$$a_{0} = 0, a_{1} = 1, a_{2} = 2, a_{3} = 6$$
$$a_{n} = a_{n+3} - a_{n+2}$$
$\sum = a_{n}x^{n}$
$A(x) = \frac{A(X) - x - 2x^{2}}{x^{3}} - \frac{A(x) - x}{x^{2}}$
$A(x) = \frac{x^{3} + x - 1}{-x^{2} - x}$
Is this the correct solution? The answer is different as far as I know, why is that so? Is it needed to replace the recurrence equation with minuses after n's? (well, all examples I've seen are with minuses there) And if so, how can I do this?
If we make a blanket assumption that $a_n=0$ for all $n<0$, we can write the recurrence as
$$a_n=a_{n-1}+a_{n-3}+[n=1]+[n=2]+4[n=3]\;,\tag{1}$$
where the last three terms are Iverson brackets, and it will be correct for all $n\ge 0$.
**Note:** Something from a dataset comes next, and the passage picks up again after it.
pub mod client;
pub mod queries;

pub use client::GraphQlClient;
pub use queries::{ACCOUNT_QUERY, TRANSACTION_QUERY};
If you’ve not seen this idea before, try evaluating $(1)$ for $n=0,1,2,3$ on the assumption mentioned at the beginning: $$\begin{align*}&a_0=a_{-1}+a_{-3}+0+0+4\cdot0=0\\&a_1=a_0+a_{-2}+1+0+4\cdot0=1\\&a_2=a_1+a_{-1}+0+1+4\cdot0=2\,\text{ and}\\&a_3=a_2+a_0+0+0+4\cdot1=6\;.\end{align*}$$
Multiplying through by $x^n$ and summing over $n\ge 0$, we get the generating function:
$$\begin{align*} A(x)&=\sum_{n\ge 0}a_nx^n\\ &=\sum_{n\ge 0}\Big(a_{n-1}+a_{n-3}+[n=1]+[n=2]+4[n=3]\Big)x^n\\ &=\sum_{n\ge 0}a_{n-1}x^n+\sum_{n\ge 0}a_{n-3}x^n+x+x^2+4x^3\\ &=xA(x)+x^3A(x)+x+x^2+4x^3\;, \end{align*}$$
so
$$A(x)=\frac{x+x^2+4x^3}{1-x-x^3}\;.$$
I find this method the easiest way to account for the initial values correctly.